Claims of procedural error are “subject to harmlessness review.” United States v.

Martinovich, 810 F.3d 232, 242 (4th Cir. 2016). A Guidelines error is harmless if we

determine that “the district court would have reached the same result even if it had decided

the guidelines issue the other way” and the sentence would still be reasonable. United

States v. Baronette, 46 F.4th 177, 210 (4th Cir. 2022) (internal quotation marks omitted).

We need not decide whether the district court’s grouping decision was erroneous

because it was harmless. As the district court explicitly acknowledged, and the parties do

not dispute, the grouping decision had no impact on Holley’s total offense level. Under

the district court’s grouping, Holley’s offense level was 45 (which exceeds the Guidelines’

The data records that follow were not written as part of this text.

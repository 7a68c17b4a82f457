//! TUI 2048 (workspace facade crate).
//!
//! Re-exports the workspace crates as `tui_2048::{core,input,term,advice,types}`
//! while the implementation lives in dedicated crates under `crates/`.

pub use tui_2048_advice as advice;
pub use tui_2048_core as core;
pub use tui_2048_input as input;
pub use tui_2048_term as term;
pub use tui_2048_types as types;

maximum offense level of 43). Even if all three counts were combined into a single group,

the offense level would still be driven by the most serious count and remain at 45. See

U.S.S.G. § 3D1.3(a). Either way, Holley’s criminal history and offense level would result

in a Guidelines recommended sentence of life imprisonment, restricted by the statutory

maximum term of 720 months. While the existence of two groups “may provide a reason

for sentencing at the higher end of the sentencing range,” no sentencing range existed here

because Holley’s recommended sentence was life restricted to 720 months. Id. § 3D1.4(c).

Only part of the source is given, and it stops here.